You’re wondering which of those two dames is our Sweet
Fanny Adams? Well, It’s the little one on the left (as you’re looking at it). The
one who looks like she knows too much (or perhaps she’s seen too much). None of
her stories or history were accidental – no sir, and as Fanny used to say:
“…you gotta make
memories while you can, ones that will keep you warm at the end of your days.
Memories, that you can take out and polish and admire - maybes.”
Leastways I think that is what she said. You could never be
too certain of Sweet Fanny Adams and her thinking. She knew how to win a man’s
heart. That was for sure. Guess she learned that point real early in her life. Maybe
her Mama taught her – ‘cause she’d been a gal in her day, too – or maybe it was
in her blood. Something that she was destined to do. Either ways, she was the
queen of all she surveyed.
She wasn’t short of money either. Her Mama had danced her
way through Prohibition, and had made a bank full of greenbacks with all the
barrels she shipped into New Jersey. She wasn’t in it with the Italian boys
either, she just worked alone and kept the profits.
Her Mama made sure that Sweet Fanny Adams had been educated
real good. She went to a private school, on the East Side of Manhattan. Guess
it never really taught her too much, except how to fool the cops when she
needed to.
Yet this story concerns Fanny when she was in the best
years of her life. When things were easy, when love was so easy to come by that
you could throw a lot of it away. It was at that time when she looked the best
she ever would, although perhaps folks look great their whole lives – just in
different ways.
I’m thinking it was in the Fall of 1943, that this story is
concerned. Fanny was working in a munitions factory out by the southern
turnpike – five day shifts, twenty four hours off and then another five days of
night shifts.
Yet in all the times in between, she not only managed to
wash/eat and pray – but she still found time to run her other business –
selling booze to the Jersey mob of bad boys.
She was her mother’s daughter all right. She greased the
palms of those that needed it and saw that obstacles were dealt with. She
didn’t need a gun – her looks and her smile got her to every place she would
ever need.
One night, just before Christmas ’43, she hit a problem.
She had promised the bad boys that she could supply an extra-large delivery to
take them through the holidays. However she found out at the last minute that the
ship she was waiting on, had been torpedoed in the mid-Atlantic – she tried to
get another supply through from Canada but it was too late and too problematic
to do so at that time.
A bigger concern was that she had taken the money for the
next three deliveries and more than that, the money had all been spent. Her
‘friends’ didn’t take too kindly to a situation like this, not too kindly at
all. Her smile and her looks would only get her so far.

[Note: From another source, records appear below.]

//! Clause-head desugaring
//!
//! A clause head has two optional halves: a *capture* target (`let <target>`)
//! and a *test* (`when <pattern>`). [`desugar`] folds them into the single
//! pattern the matcher runs.
//!
//! | capture | test | result |
//! |---------|------|--------|
//! | –       | –    | `Wildcard` |
//! | –       | `t`  | `t` |
//! | `c`     | –    | `c` |
//! | `c`     | bare extractor `E` | `Extractor { E, inner: c }` |
//! | `c`     | bare regex `R` | `Regex { R, groups_as: c }` |
//! | `c`     | anything else `t` | `Conjunction([t, c])` |
//!
//! The extractor row is the implicit-capture rule: `let val when Option.Some`
//! binds what `Some` *produces*, not the subject itself.

use crate::Pattern;

/// The two halves of a clause head before desugaring.
#[derive(Debug, Clone, Default)]
pub struct ClauseHead {
    /// The `let` target.
    pub capture: Option<Pattern>,
    /// The `when` pattern.
    pub test: Option<Pattern>,
}

impl ClauseHead {
    /// `when <test>`
    #[must_use]
    pub fn when(test: Pattern) -> Self {
        Self {
            capture: None,
            test: Some(test),
        }
    }

    /// `let <capture>`
    #[must_use]
    pub fn capture(capture: Pattern) -> Self {
        Self {
            capture: Some(capture),
            test: None,
        }
    }

    /// `let <capture> when <test>`
    #[must_use]
    pub fn capture_when(capture: Pattern, test: Pattern) -> Self {
        Self {
            capture: Some(capture),
            test: Some(test),
        }
    }

    /// Fold into one pattern; see [`desugar`].
    #[must_use]
    pub fn into_pattern(self) -> Pattern {
        desugar(self)
    }
}

/// Fold a clause head into one pattern.
#[must_use]
pub fn desugar(head: ClauseHead) -> Pattern {
    match (head.capture, head.test) {
        (None, None) => Pattern::Wildcard,
        (None, Some(test)) => test,
        (Some(capture), None) => capture,
        (
            Some(capture),
            Some(Pattern::Extractor {
                extractor,
                inner: None,
            }),
        ) => Pattern::Extractor {
            extractor,
            inner: Some(Box::new(capture)),
        },
        (
            Some(capture),
            Some(Pattern::Regex {
                extractor,
                groups_as: None,
            }),
        ) => Pattern::Regex {
            extractor,
            groups_as: Some(Box::new(capture)),
        },
        (Some(capture), Some(test)) => Pattern::Conjunction(vec![test, capture]),
    }
}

When the guys from Atlantic City eventually knocked on the
door of her apartment, she was able to think on her feet. Perhaps that’s what
had kept her going, or more importantly, alive all these years.
“Holy, Sweet Jeezus, when will you men stop worrying, I said
I’d deliver and I will.”
Heck, she knew she was in trouble. She thought about borrowing
the cash, but from whom? The world was at war, and no one was giving any of it
away. Who knew when you’d need to escape.
She asked the foreman at the munitions factory, if maybe
she could get an advance on her wages. The poor guy chuckled, then spat on the
floor, and then chuckled some more.
“You gotta be kidding me, Fanny. You know we can’t give out
greenbacks.”
She thought about taking up her old profession, that thing
she did when times were hard, and the men were harder. She could still get the
guys, but the shame of it, it wasn’t her anymore.
She either had to return the money (which would still have
consequences) or get another supply of booze.
She even prayed that night, asking if God could just fix
all this then she’d be a-God- fearing from then on. But she and God, both knew
better.
The guy in this photo – the one in the middle - was Eddie, who ran into her a day or two later and get
this, he asked her to look after some money that he was holding for a card
game. It turned out there was about two hundred and twenty three dollars.
Now she knew that it was wrong, but as far as she was
concerned her prayers had been answered. She hired a truck and landed some real
stinking booze, stuff that was destined for the Hudson river, and drove it to
her usual place.
By the time the guys opened the truck door, all there was
left, was a few barrels of crap and a note.
It said: “Sweet Fanny Adams”.
She smiled to herself on the train to Savannah, Georgia. Somewhere
down here she would start again, using what was left of the money.
But the mob, well, they used the phrase ‘Sweet Fanny Adams’
for years to come when they ended up empty handed – which wasn’t that often.